__Data__
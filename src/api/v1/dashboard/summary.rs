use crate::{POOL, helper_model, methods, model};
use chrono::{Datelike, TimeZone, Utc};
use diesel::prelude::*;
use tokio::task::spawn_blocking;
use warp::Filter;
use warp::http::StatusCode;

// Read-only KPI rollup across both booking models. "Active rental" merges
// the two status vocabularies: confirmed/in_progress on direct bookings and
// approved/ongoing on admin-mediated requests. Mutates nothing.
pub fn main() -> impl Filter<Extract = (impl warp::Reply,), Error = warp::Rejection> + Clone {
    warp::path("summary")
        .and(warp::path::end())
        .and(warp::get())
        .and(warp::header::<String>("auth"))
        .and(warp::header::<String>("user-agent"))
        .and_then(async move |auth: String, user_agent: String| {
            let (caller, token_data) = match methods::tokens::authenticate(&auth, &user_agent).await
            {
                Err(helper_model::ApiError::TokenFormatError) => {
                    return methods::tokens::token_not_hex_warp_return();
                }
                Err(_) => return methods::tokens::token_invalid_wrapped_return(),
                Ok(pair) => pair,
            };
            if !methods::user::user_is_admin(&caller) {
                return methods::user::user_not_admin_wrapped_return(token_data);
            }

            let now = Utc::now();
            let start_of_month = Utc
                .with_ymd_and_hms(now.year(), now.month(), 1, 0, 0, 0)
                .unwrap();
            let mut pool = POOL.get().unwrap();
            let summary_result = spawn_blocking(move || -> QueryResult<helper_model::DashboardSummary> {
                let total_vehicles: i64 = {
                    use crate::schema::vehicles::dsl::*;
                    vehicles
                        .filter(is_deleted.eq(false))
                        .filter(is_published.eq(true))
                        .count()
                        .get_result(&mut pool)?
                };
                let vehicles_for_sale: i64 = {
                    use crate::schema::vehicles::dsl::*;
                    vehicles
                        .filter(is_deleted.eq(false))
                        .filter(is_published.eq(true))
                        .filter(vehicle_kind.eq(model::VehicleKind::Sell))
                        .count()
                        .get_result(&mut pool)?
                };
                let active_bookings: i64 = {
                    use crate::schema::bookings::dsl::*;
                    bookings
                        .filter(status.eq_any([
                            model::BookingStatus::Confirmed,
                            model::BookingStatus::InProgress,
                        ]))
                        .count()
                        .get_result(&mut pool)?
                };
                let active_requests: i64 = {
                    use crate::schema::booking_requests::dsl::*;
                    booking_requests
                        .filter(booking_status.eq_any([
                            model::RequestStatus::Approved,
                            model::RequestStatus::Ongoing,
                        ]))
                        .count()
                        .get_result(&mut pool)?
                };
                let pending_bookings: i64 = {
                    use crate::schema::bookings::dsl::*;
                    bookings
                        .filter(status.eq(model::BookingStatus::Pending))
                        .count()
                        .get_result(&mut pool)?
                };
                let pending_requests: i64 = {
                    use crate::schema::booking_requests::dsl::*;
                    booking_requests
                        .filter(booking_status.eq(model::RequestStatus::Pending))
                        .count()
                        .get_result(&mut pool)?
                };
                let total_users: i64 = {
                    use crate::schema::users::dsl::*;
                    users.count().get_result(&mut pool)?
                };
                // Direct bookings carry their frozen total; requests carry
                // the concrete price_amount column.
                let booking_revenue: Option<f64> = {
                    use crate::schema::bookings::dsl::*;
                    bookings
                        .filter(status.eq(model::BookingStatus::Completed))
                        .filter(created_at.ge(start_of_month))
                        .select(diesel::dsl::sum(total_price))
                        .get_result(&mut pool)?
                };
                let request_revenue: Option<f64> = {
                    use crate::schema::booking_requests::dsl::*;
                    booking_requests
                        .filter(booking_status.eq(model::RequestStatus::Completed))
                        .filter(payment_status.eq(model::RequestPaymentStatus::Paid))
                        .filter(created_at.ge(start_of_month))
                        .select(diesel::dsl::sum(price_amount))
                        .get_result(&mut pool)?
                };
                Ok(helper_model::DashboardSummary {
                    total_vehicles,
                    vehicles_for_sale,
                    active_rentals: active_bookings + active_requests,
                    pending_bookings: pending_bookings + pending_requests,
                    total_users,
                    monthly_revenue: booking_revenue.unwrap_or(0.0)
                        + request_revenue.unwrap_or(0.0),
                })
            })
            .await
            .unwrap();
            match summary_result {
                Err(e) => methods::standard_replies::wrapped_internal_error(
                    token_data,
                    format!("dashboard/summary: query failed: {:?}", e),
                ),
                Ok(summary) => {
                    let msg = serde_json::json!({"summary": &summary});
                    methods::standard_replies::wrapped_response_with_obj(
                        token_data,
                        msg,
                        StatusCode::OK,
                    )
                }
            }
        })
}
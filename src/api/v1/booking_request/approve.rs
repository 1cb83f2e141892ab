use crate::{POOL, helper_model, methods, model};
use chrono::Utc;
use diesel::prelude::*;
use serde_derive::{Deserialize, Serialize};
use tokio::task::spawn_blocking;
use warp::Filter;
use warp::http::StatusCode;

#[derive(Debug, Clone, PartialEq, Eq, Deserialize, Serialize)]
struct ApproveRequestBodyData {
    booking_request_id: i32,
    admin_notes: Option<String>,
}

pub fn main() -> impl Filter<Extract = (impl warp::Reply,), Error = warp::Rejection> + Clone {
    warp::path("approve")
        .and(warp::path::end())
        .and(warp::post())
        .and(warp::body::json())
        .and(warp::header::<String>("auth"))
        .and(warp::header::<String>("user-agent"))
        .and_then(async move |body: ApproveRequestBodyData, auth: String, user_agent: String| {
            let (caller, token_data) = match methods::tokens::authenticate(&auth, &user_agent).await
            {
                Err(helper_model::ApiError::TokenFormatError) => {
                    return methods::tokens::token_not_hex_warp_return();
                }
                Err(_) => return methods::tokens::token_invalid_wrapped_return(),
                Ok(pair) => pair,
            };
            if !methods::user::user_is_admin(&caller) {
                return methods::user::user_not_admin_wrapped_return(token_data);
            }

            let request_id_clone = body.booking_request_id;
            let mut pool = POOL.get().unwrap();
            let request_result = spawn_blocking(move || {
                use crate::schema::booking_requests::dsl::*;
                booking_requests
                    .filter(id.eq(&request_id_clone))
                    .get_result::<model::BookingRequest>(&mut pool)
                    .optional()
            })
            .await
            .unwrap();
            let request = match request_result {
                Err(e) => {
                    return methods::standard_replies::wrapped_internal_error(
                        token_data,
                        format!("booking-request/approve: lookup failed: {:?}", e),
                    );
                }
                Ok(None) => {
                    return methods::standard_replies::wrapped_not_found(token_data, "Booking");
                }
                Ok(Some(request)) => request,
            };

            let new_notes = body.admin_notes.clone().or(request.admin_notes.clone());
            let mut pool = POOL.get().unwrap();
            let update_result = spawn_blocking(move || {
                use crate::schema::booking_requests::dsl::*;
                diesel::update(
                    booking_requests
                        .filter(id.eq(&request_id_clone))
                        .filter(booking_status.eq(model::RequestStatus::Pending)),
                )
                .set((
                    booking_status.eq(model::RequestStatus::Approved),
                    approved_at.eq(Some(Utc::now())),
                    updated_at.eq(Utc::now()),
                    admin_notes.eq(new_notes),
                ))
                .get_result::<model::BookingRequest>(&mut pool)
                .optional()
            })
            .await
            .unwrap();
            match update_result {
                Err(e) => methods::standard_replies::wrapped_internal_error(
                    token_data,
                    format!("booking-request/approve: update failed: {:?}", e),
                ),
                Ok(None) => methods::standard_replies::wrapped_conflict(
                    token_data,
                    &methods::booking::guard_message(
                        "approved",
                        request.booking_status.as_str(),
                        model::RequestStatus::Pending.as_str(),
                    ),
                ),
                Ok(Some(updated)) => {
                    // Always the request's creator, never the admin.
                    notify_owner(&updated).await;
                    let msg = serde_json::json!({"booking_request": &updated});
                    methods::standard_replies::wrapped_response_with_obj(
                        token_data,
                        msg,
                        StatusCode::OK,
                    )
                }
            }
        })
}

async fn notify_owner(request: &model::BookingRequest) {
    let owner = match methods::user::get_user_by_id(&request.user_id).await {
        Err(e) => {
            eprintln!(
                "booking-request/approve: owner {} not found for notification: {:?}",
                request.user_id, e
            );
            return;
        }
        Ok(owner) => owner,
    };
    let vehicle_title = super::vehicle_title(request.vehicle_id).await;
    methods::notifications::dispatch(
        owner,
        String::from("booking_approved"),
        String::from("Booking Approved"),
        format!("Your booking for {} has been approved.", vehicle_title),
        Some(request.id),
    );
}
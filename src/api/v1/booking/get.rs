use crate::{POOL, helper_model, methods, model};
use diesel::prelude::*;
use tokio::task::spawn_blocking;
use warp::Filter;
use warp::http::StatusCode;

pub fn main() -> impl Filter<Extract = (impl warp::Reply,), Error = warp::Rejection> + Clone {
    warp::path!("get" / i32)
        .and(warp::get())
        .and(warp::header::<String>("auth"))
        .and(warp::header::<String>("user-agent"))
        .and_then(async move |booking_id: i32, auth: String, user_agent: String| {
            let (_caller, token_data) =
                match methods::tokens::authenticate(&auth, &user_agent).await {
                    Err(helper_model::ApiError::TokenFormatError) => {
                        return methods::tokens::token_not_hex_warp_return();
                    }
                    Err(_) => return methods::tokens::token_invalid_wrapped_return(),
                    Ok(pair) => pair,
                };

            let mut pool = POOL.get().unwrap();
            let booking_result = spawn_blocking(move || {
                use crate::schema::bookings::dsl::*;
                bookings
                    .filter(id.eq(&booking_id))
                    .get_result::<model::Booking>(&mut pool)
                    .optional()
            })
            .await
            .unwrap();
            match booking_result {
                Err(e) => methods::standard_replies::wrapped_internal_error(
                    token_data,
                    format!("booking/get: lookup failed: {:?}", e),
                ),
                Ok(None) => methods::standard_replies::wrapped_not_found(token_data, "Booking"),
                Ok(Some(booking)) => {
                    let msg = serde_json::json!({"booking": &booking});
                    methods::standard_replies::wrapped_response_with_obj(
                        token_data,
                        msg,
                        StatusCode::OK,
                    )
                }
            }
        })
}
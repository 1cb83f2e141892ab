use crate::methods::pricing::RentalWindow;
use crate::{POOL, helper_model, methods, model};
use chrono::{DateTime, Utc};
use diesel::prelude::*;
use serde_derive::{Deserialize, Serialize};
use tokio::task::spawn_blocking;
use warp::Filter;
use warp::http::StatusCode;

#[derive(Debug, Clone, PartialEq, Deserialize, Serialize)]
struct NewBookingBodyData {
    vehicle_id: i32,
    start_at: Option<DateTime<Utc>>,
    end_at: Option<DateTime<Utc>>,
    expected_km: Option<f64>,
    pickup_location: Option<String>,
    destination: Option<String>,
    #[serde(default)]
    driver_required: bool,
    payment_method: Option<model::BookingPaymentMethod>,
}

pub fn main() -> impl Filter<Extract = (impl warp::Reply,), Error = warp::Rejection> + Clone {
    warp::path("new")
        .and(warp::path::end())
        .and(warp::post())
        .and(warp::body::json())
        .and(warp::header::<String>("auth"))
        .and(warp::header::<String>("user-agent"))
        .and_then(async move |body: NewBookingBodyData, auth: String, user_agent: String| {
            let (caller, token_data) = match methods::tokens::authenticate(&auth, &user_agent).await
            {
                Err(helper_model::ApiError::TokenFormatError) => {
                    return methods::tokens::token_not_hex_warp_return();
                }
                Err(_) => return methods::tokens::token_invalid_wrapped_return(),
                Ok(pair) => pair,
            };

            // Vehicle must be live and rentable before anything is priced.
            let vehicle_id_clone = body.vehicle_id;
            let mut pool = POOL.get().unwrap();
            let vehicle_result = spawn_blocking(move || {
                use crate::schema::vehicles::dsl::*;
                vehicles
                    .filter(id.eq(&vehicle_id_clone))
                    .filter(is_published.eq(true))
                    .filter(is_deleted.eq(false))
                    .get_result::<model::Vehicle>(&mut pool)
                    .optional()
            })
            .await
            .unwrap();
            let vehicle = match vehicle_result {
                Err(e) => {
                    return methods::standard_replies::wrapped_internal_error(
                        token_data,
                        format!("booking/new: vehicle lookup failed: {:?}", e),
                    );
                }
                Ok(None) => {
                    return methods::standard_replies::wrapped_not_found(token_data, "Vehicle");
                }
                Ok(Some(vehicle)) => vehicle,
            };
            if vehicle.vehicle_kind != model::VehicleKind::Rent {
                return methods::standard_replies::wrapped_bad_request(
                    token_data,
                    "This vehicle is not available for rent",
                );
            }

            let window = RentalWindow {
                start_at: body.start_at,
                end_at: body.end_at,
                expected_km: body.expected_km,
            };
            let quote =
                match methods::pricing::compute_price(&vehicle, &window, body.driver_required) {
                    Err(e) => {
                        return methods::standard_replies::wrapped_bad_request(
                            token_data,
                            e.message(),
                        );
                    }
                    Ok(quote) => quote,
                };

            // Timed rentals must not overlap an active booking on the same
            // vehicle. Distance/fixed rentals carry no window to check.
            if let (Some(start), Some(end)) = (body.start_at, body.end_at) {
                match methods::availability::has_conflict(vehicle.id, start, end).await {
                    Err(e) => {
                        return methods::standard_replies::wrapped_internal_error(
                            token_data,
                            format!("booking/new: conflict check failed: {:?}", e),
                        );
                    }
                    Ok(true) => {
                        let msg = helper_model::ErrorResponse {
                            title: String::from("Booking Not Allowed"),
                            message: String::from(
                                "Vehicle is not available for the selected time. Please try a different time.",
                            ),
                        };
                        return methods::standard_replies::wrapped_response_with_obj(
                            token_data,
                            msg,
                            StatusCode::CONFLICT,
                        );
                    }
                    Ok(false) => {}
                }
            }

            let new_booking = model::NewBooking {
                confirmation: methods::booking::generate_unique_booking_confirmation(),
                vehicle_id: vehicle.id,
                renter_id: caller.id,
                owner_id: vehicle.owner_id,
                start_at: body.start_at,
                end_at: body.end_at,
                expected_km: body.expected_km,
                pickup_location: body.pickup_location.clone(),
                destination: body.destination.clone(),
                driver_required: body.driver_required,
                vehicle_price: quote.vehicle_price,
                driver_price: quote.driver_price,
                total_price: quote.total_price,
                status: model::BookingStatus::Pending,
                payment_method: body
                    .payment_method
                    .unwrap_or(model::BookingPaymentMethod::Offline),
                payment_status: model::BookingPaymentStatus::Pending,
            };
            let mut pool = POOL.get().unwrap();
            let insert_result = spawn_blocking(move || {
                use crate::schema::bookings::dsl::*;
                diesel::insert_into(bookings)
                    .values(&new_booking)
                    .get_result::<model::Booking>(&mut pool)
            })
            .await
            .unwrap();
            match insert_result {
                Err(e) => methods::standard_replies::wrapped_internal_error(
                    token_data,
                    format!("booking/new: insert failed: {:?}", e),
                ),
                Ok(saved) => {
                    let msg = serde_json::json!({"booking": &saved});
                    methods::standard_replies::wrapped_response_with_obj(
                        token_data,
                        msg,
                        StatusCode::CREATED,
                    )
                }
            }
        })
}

__Problem description__
Where the string "quote" turns up in a line of the data above, copy that whole line.

__Answer section__
            let quote =
                    Ok(quote) => quote,
                vehicle_price: quote.vehicle_price,
                driver_price: quote.driver_price,
                total_price: quote.total_price,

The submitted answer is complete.